### Source records

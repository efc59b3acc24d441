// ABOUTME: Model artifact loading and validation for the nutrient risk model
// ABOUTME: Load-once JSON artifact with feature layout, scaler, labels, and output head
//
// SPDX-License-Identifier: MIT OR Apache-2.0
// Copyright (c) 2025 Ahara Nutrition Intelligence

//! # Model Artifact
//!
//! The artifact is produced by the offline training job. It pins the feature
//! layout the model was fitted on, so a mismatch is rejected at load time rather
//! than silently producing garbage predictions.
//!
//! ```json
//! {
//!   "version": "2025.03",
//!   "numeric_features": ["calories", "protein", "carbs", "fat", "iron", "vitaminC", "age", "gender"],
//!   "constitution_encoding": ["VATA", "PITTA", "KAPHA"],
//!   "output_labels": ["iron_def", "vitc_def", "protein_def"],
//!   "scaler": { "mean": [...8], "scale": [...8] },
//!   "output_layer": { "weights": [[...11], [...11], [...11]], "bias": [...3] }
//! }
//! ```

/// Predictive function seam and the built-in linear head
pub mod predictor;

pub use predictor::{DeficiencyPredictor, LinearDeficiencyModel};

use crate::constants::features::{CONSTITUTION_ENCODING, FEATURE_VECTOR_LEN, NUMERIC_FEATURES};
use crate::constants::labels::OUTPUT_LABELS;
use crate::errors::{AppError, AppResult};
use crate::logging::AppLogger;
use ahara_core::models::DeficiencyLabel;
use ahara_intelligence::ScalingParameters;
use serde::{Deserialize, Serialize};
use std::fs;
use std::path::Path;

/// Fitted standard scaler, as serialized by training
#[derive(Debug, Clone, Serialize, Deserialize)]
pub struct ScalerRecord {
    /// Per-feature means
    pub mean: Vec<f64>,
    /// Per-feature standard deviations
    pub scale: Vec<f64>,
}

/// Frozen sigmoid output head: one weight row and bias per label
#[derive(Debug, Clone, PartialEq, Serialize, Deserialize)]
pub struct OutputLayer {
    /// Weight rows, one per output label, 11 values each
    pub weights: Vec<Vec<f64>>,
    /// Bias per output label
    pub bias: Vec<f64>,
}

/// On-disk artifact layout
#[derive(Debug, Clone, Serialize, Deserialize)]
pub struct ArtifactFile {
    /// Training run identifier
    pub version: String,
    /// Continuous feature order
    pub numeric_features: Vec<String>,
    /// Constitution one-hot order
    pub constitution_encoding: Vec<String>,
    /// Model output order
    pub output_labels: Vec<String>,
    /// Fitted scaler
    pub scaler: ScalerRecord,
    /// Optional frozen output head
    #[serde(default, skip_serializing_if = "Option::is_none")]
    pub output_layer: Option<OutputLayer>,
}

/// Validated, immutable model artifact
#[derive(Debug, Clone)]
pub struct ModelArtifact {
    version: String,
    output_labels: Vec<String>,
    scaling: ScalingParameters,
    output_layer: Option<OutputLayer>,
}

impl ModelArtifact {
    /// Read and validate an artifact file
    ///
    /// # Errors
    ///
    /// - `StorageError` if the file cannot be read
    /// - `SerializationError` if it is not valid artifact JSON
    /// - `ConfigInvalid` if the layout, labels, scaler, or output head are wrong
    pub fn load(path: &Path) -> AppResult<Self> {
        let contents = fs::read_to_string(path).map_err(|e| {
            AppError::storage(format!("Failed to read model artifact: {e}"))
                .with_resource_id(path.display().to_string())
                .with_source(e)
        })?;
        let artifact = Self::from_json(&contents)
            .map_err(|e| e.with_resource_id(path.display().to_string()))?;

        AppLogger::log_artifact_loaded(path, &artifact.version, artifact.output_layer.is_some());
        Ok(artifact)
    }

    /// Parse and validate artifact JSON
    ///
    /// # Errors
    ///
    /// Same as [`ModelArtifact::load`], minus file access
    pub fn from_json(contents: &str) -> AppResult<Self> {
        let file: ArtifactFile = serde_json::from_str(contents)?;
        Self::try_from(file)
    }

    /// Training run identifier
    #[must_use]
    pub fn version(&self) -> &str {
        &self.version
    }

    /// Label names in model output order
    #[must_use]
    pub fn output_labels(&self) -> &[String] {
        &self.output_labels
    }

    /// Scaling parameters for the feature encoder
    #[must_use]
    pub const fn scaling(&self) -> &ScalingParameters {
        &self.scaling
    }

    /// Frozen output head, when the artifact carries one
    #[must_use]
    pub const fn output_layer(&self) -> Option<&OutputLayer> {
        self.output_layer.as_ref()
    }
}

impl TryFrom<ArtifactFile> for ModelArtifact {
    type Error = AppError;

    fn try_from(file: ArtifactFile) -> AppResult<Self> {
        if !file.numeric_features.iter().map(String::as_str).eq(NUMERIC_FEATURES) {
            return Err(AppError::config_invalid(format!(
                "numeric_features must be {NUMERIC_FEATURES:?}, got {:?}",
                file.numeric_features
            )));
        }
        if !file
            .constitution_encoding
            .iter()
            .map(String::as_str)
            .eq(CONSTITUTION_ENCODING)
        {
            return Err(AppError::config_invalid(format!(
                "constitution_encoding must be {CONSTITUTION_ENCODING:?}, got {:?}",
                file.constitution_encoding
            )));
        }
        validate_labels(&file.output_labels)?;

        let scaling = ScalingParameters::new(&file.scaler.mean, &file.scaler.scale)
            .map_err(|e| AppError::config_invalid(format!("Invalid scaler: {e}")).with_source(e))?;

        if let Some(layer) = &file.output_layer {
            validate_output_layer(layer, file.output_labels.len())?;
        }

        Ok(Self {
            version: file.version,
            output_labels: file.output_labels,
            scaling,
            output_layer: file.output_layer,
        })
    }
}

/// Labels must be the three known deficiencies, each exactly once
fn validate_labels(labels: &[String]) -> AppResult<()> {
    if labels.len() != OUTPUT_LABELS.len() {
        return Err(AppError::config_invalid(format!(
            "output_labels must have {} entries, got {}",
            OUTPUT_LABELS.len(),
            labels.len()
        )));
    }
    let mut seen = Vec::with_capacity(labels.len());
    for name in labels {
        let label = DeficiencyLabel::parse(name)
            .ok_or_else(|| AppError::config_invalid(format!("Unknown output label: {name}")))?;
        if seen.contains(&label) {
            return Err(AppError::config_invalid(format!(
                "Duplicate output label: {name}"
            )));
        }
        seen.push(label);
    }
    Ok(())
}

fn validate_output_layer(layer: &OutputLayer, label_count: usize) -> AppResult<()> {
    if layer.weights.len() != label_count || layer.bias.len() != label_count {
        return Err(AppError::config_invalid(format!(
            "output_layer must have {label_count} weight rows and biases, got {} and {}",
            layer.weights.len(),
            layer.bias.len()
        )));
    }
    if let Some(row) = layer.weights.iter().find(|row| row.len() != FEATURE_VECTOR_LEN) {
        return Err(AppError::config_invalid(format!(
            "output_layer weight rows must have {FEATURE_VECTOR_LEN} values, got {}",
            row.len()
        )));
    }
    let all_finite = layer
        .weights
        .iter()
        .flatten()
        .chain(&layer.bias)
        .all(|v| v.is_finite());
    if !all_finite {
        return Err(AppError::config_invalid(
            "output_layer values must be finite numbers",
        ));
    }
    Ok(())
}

######

Try it – Each record above has to be retyped exactly, with nothing left out.

Output –
repository efc59b3acc24d441
// ABOUTME: Model artifact loading and validation for the nutrient risk model
// ABOUTME: Load-once JSON artifact with feature layout, scaler, labels, and output head
//
// SPDX-License-Identifier: MIT OR Apache-2.0
// Copyright (c) 2025 Ahara Nutrition Intelligence

//! # Model Artifact
//!
//! The artifact is produced by the offline training job. It pins the feature
//! layout the model was fitted on, so a mismatch is rejected at load time rather
//! than silently producing garbage predictions.
//!
//! ```json
//! {
//!   "version": "2025.03",
//!   "numeric_features": ["calories", "protein", "carbs", "fat", "iron", "vitaminC", "age", "gender"],
//!   "constitution_encoding": ["VATA", "PITTA", "KAPHA"],
//!   "output_labels": ["iron_def", "vitc_def", "protein_def"],
//!   "scaler": { "mean": [...8], "scale": [...8] },
//!   "output_layer": { "weights": [[...11], [...11], [...11]], "bias": [...3] }
//! }
//! ```

/// Predictive function seam and the built-in linear head
pub mod predictor;

pub use predictor::{DeficiencyPredictor, LinearDeficiencyModel};

use crate::constants::features::{CONSTITUTION_ENCODING, FEATURE_VECTOR_LEN, NUMERIC_FEATURES};
use crate::constants::labels::OUTPUT_LABELS;
use crate::errors::{AppError, AppResult};
use crate::logging::AppLogger;
use ahara_core::models::DeficiencyLabel;
use ahara_intelligence::ScalingParameters;
use serde::{Deserialize, Serialize};
use std::fs;
use std::path::Path;

/// Fitted standard scaler, as serialized by training
#[derive(Debug, Clone, Serialize, Deserialize)]
pub struct ScalerRecord {
    /// Per-feature means
    pub mean: Vec<f64>,
    /// Per-feature standard deviations
    pub scale: Vec<f64>,
}

/// Frozen sigmoid output head: one weight row and bias per label
#[derive(Debug, Clone, PartialEq, Serialize, Deserialize)]
pub struct OutputLayer {
    /// Weight rows, one per output label, 11 values each
    pub weights: Vec<Vec<f64>>,
    /// Bias per output label
    pub bias: Vec<f64>,
}

/// On-disk artifact layout
#[derive(Debug, Clone, Serialize, Deserialize)]
pub struct ArtifactFile {
    /// Training run identifier
    pub version: String,
    /// Continuous feature order
    pub numeric_features: Vec<String>,
    /// Constitution one-hot order
    pub constitution_encoding: Vec<String>,
    /// Model output order
    pub output_labels: Vec<String>,
    /// Fitted scaler
    pub scaler: ScalerRecord,
    /// Optional frozen output head
    #[serde(default, skip_serializing_if = "Option::is_none")]
    pub output_layer: Option<OutputLayer>,
}

/// Validated, immutable model artifact
#[derive(Debug, Clone)]
pub struct ModelArtifact {
    version: String,
    output_labels: Vec<String>,
    scaling: ScalingParameters,
    output_layer: Option<OutputLayer>,
}

impl ModelArtifact {
    /// Read and validate an artifact file
    ///
    /// # Errors
    ///
    /// - `StorageError` if the file cannot be read
    /// - `SerializationError` if it is not valid artifact JSON
    /// - `ConfigInvalid` if the layout, labels, scaler, or output head are wrong
    pub fn load(path: &Path) -> AppResult<Self> {
        let contents = fs::read_to_string(path).map_err(|e| {
            AppError::storage(format!("Failed to read model artifact: {e}"))
                .with_resource_id(path.display().to_string())
                .with_source(e)
        })?;
        let artifact = Self::from_json(&contents)
            .map_err(|e| e.with_resource_id(path.display().to_string()))?;

        AppLogger::log_artifact_loaded(path, &artifact.version, artifact.output_layer.is_some());
        Ok(artifact)
    }

    /// Parse and validate artifact JSON
    ///
    /// # Errors
    ///
    /// Same as [`ModelArtifact::load`], minus file access
    pub fn from_json(contents: &str) -> AppResult<Self> {
        let file: ArtifactFile = serde_json::from_str(contents)?;
        Self::try_from(file)
    }

    /// Training run identifier
    #[must_use]
    pub fn version(&self) -> &str {
        &self.version
    }

    /// Label names in model output order
    #[must_use]
    pub fn output_labels(&self) -> &[String] {
        &self.output_labels
    }

    /// Scaling parameters for the feature encoder
    #[must_use]
    pub const fn scaling(&self) -> &ScalingParameters {
        &self.scaling
    }

    /// Frozen output head, when the artifact carries one
    #[must_use]
    pub const fn output_layer(&self) -> Option<&OutputLayer> {
        self.output_layer.as_ref()
    }
}

impl TryFrom<ArtifactFile> for ModelArtifact {
    type Error = AppError;

    fn try_from(file: ArtifactFile) -> AppResult<Self> {
        if !file.numeric_features.iter().map(String::as_str).eq(NUMERIC_FEATURES) {
            return Err(AppError::config_invalid(format!(
                "numeric_features must be {NUMERIC_FEATURES:?}, got {:?}",
                file.numeric_features
            )));
        }
        if !file
            .constitution_encoding
            .iter()
            .map(String::as_str)
            .eq(CONSTITUTION_ENCODING)
        {
            return Err(AppError::config_invalid(format!(
                "constitution_encoding must be {CONSTITUTION_ENCODING:?}, got {:?}",
                file.constitution_encoding
            )));
        }
        validate_labels(&file.output_labels)?;

        let scaling = ScalingParameters::new(&file.scaler.mean, &file.scaler.scale)
            .map_err(|e| AppError::config_invalid(format!("Invalid scaler: {e}")).with_source(e))?;

        if let Some(layer) = &file.output_layer {
            validate_output_layer(layer, file.output_labels.len())?;
        }

        Ok(Self {
            version: file.version,
            output_labels: file.output_labels,
            scaling,
            output_layer: file.output_layer,
        })
    }
}

/// Labels must be the three known deficiencies, each exactly once
fn validate_labels(labels: &[String]) -> AppResult<()> {
    if labels.len() != OUTPUT_LABELS.len() {
        return Err(AppError::config_invalid(format!(
            "output_labels must have {} entries, got {}",
            OUTPUT_LABELS.len(),
            labels.len()
        )));
    }
    let mut seen = Vec::with_capacity(labels.len());
    for name in labels {
        let label = DeficiencyLabel::parse(name)
            .ok_or_else(|| AppError::config_invalid(format!("Unknown output label: {name}")))?;
        if seen.contains(&label) {
            return Err(AppError::config_invalid(format!(
                "Duplicate output label: {name}"
            )));
        }
        seen.push(label);
    }
    Ok(())
}

fn validate_output_layer(layer: &OutputLayer, label_count: usize) -> AppResult<()> {
    if layer.weights.len() != label_count || layer.bias.len() != label_count {
        return Err(AppError::config_invalid(format!(
            "output_layer must have {label_count} weight rows and biases, got {} and {}",
            layer.weights.len(),
            layer.bias.len()
        )));
    }
    if let Some(row) = layer.weights.iter().find(|row| row.len() != FEATURE_VECTOR_LEN) {
        return Err(AppError::config_invalid(format!(
            "output_layer weight rows must have {FEATURE_VECTOR_LEN} values, got {}",
            row.len()
        )));
    }
    let all_finite = layer
        .weights
        .iter()
        .flatten()
        .chain(&layer.bias)
        .all(|v| v.is_finite());
    if !all_finite {
        return Err(AppError::config_invalid(
            "output_layer values must be finite numbers",
        ));
    }
    Ok(())
}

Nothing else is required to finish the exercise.